The documentary “1913: Seeds of Conflict,” which airs on June 30 on the Public Broadcasting Service, disputes the idea that Muslims and Jews have always been enemies; it also challenges standard Zionist narratives about Jewish settlement in prestate Israel. Though “1913” is the first major American-Jewish film to take these positions, it is not unique in the Diaspora. French-Jewish filmmakers have released a slew of analogous films in the past 15 years. These include films that show relationships between Jews and Muslims historically or in the present, such as Karin Albou’s 2008 movie “The Wedding Song,” which examines the close friendship between two 16-year-old girls — one Jewish, the other Muslim — in Tunis in 1942 before historical circumstances begin separating them, and Jean-Jacques Zilbermann’s “He’s My Girl,” from 2009, a romantic comedy about a gay klezmer musician and his cross-dressing Muslim lover. French-Jewish filmmakers have also made documentaries critical of Israeli policies and historiography, such as the 2004 movie “Wall,” by Simone Bitton, and “the 2013 film Where to, Israel?” by Camille Clavel, the grandson of Holocaust survivors.

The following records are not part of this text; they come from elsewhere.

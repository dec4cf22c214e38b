#![allow(dead_code)]
use serde::{Deserialize, Serialize};
use sqlx::prelude::{FromRow, Type};
use uuid::Uuid;

#[derive(Debug, PartialEq, Clone, Type, Serialize, Deserialize)]
#[sqlx(type_name = "participant_role", rename_all = "lowercase")]
#[serde(rename_all = "lowercase")]
pub enum ParticipantRole {
    Member,
    Board,
}

#[derive(Debug, Clone, FromRow, Serialize)]
pub struct ConversationEntity {
    pub id: Uuid,
    pub title: Option<String>,
    pub is_group: bool,
    pub metadata: Option<serde_json::Value>,
    pub created_at: chrono::DateTime<chrono::Utc>,
    pub updated_at: chrono::DateTime<chrono::Utc>,
}

/// Membership record. `left_at` set means the membership ended; the row is
/// kept so the read pointer survives, but the user no longer counts as a
/// participant anywhere.
#[derive(Debug, Clone, FromRow)]
pub struct ParticipantEntity {
    pub conversation_id: Uuid,
    pub user_id: Uuid,
    pub role: ParticipantRole,
    pub last_read_message_id: Option<Uuid>,
    pub joined_at: chrono::DateTime<chrono::Utc>,
    pub left_at: Option<chrono::DateTime<chrono::Utc>>,
}
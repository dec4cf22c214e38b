use uuid::Uuid;

use crate::{
    api::error,
    modules::conversation::{
        model::{ConversationRow, NewConversation, ParticipantDetailWithConversation},
        schema::ConversationEntity,
    },
};

#[async_trait::async_trait]
pub trait ConversationRepository {
    /// All conversations the user is an active participant of, newest
    /// activity first, with last-message snapshot and exact unread count.
    async fn list_for_user(
        &self,
        user_id: &Uuid,
    ) -> Result<Vec<ConversationRow>, error::SystemError>;

    /// Single conversation with the viewer's unread count. Zero rows is a
    /// valid `None`, not an error.
    async fn find_detail(
        &self,
        conversation_id: &Uuid,
        viewer_id: &Uuid,
    ) -> Result<Option<ConversationRow>, error::SystemError>;

    async fn participants_for(
        &self,
        conversation_ids: &[Uuid],
    ) -> Result<Vec<ParticipantDetailWithConversation>, error::SystemError>;

    /// Conversation row plus one participant row per member, committed
    /// atomically.
    async fn create(
        &self,
        new: &NewConversation,
    ) -> Result<ConversationEntity, error::SystemError>;

    /// Advances the caller's read pointer; guarded so it never moves to an
    /// older message. Returns the number of rows that matched.
    async fn advance_read_pointer(
        &self,
        conversation_id: &Uuid,
        user_id: &Uuid,
        message_id: &Uuid,
    ) -> Result<u64, error::SystemError>;

    async fn is_active_participant(
        &self,
        conversation_id: &Uuid,
        user_id: &Uuid,
    ) -> Result<bool, error::SystemError>;
}
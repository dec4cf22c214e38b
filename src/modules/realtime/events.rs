/// Actor messages exchanged between the session actors and the server actor.
use actix::prelude::*;
use uuid::Uuid;

use super::feed::ChangeEvent;
use super::session::RealtimeSession;

/// A new WebSocket connection registered with the server.
#[derive(Message)]
#[rtype(result = "()")]
pub struct Connect {
    pub id: Uuid,
    pub addr: Addr<RealtimeSession>,
}

#[derive(Message)]
#[rtype(result = "()")]
pub struct Disconnect {
    pub id: Uuid,
}

/// Session proved a bearer token; ties the session to a user (multi-device:
/// one user may hold several sessions).
#[derive(Message)]
#[rtype(result = "()")]
pub struct Authenticate {
    pub session_id: Uuid,
    pub user_id: Uuid,
}

/// Sent only after the session verified active membership.
#[derive(Message)]
#[rtype(result = "()")]
pub struct JoinRoom {
    pub user_id: Uuid,
    pub conversation_id: Uuid,
}

#[derive(Message)]
#[rtype(result = "()")]
pub struct LeaveRoom {
    pub user_id: Uuid,
    pub conversation_id: Uuid,
}

/// Emitted by the services after a committed write; fanned out to every
/// session subscribed to the conversation, the originator included.
#[derive(Message, Clone)]
#[rtype(result = "()")]
pub struct PublishChange {
    pub conversation_id: Uuid,
    pub change: ChangeEvent,
}

/// Server-to-session delivery of one change-feed event.
#[derive(Message, Clone)]
#[rtype(result = "()")]
pub struct ChangeNotification {
    pub conversation_id: Uuid,
    pub change: ChangeEvent,
}
use actix_multipart::Multipart;
use actix_web::{delete, get, post, web, HttpRequest};
use futures_util::TryStreamExt;
use uuid::Uuid;

use crate::{
    api::{error, success},
    middlewares::get_claims,
    modules::{
        conversation::repository_pg::ConversationPgRepository,
        message::{
            model::{MessagePageQuery, MessageWithRelations, ReactionRequest},
            repository_pg::{MessagePgRepository, ReactionPgRepository, ReadReceiptPgRepository},
            schema::{ReactionEntity, ReadReceiptEntity},
            service::MessageService,
        },
        storage::model::UploadedFile,
    },
    utils::{ValidatedJson, ValidatedQuery},
};

pub type MessageSvc = MessageService<
    MessagePgRepository,
    ConversationPgRepository,
    ReactionPgRepository,
    ReadReceiptPgRepository,
>;

#[get("/{conversation_id}/messages")]
pub async fn get_messages(
    message_service: web::Data<MessageSvc>,
    conversation_id: web::Path<Uuid>,
    query: ValidatedQuery<MessagePageQuery>,
) -> Result<success::Success<Vec<MessageWithRelations>>, error::Error> {
    let messages =
        message_service.fetch_page(*conversation_id, query.0.limit, query.0.offset).await?;

    Ok(success::Success::ok(Some(messages)).message("Successfully retrieved messages"))
}

/// Multipart send: a `content` text field plus zero or more file parts.
#[post("/{conversation_id}/messages")]
pub async fn send_message(
    message_service: web::Data<MessageSvc>,
    conversation_id: web::Path<Uuid>,
    mut payload: Multipart,
    req: HttpRequest,
) -> Result<success::Success<MessageWithRelations>, error::Error> {
    let user_id = get_claims(&req)?.sub;

    let mut content = String::new();
    let mut files: Vec<UploadedFile> = Vec::new();

    while let Some(mut field) =
        payload.try_next().await.map_err(|_| error::Error::InternalServer)?
    {
        let (field_name, file_name) = {
            let Some(disposition) = field.content_disposition() else { continue };
            (
                disposition.get_name().map(str::to_string),
                disposition.get_filename().map(str::to_string),
            )
        };
        let mime_type = field.content_type().map(|m| m.to_string());

        let mut bytes = Vec::new();
        while let Some(chunk) =
            field.try_next().await.map_err(|_| error::Error::InternalServer)?
        {
            bytes.extend_from_slice(&chunk);
        }

        match (field_name.as_deref(), file_name) {
            (Some("content"), None) => {
                content = String::from_utf8(bytes)
                    .map_err(|_| error::Error::bad_request("Message content must be UTF-8"))?;
            }
            (_, Some(file_name)) => {
                files.push(UploadedFile { file_name, mime_type, bytes });
            }
            _ => {}
        }
    }

    let message = message_service.send(*conversation_id, user_id, content, files).await?;

    Ok(success::Success::created(Some(message)).message("Message sent"))
}

#[post("/{message_id}/read")]
pub async fn mark_message_read(
    message_service: web::Data<MessageSvc>,
    message_id: web::Path<Uuid>,
    req: HttpRequest,
) -> Result<success::Success<ReadReceiptEntity>, error::Error> {
    let user_id = get_claims(&req)?.sub;

    let receipt = message_service.mark_read(*message_id, user_id).await?;

    Ok(success::Success::ok(Some(receipt)))
}

#[delete("/{message_id}")]
pub async fn delete_message(
    message_service: web::Data<MessageSvc>,
    message_id: web::Path<Uuid>,
    req: HttpRequest,
) -> Result<success::Success<()>, error::Error> {
    let user_id = get_claims(&req)?.sub;

    message_service.delete(*message_id, user_id).await?;

    Ok(success::Success::no_content())
}

#[post("/{message_id}/reactions")]
pub async fn add_reaction(
    message_service: web::Data<MessageSvc>,
    message_id: web::Path<Uuid>,
    body: ValidatedJson<ReactionRequest>,
    req: HttpRequest,
) -> Result<success::Success<ReactionEntity>, error::Error> {
    let user_id = get_claims(&req)?.sub;

    let reaction = message_service.add_reaction(*message_id, user_id, &body.0.emoji).await?;

    Ok(success::Success::created(Some(reaction)))
}

#[delete("/{message_id}/reactions/{emoji}")]
pub async fn remove_reaction(
    message_service: web::Data<MessageSvc>,
    path: web::Path<(Uuid, String)>,
    req: HttpRequest,
) -> Result<success::Success<()>, error::Error> {
    let user_id = get_claims(&req)?.sub;
    let (message_id, emoji) = path.into_inner();

    message_service.remove_reaction(message_id, user_id, &emoji).await?;

    Ok(success::Success::no_content())
}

Why haven’t American Jews made films like this before? One reason may be demographic. In France, the majority of Jews are of North African origin and have more shared experiences with Muslims, whereas in the United States, Ashkenazim predominate. The political climate also plays a role. J Street’s exclusion from the Council of Presidents is just one sign of the challenges facing American Jews who might offer critical perspectives on Israel or Muslim-Jewish relations. While American Jews have made a few films that treat similar themes (for example, Anna Baltzer’s documentary “Life in Occupied Palestine” and Stefan Schaefer and Yuta Silverman’s drama “Arranged,” which celebrates the friendship between two teachers in Brooklyn, one frum, the other devoutly Muslim), they have not been widely screened. American Jewish filmmakers have been more likely to celebrate Zionist history than to challenge it, whether in films like Roberta Grossman’s and Nancy Spielberg’s 2014 “Above and Beyond,” about American Jews who fought for Israel in 1948, or in polemical documentaries like the anti-J Street film “The J Street Challenge.”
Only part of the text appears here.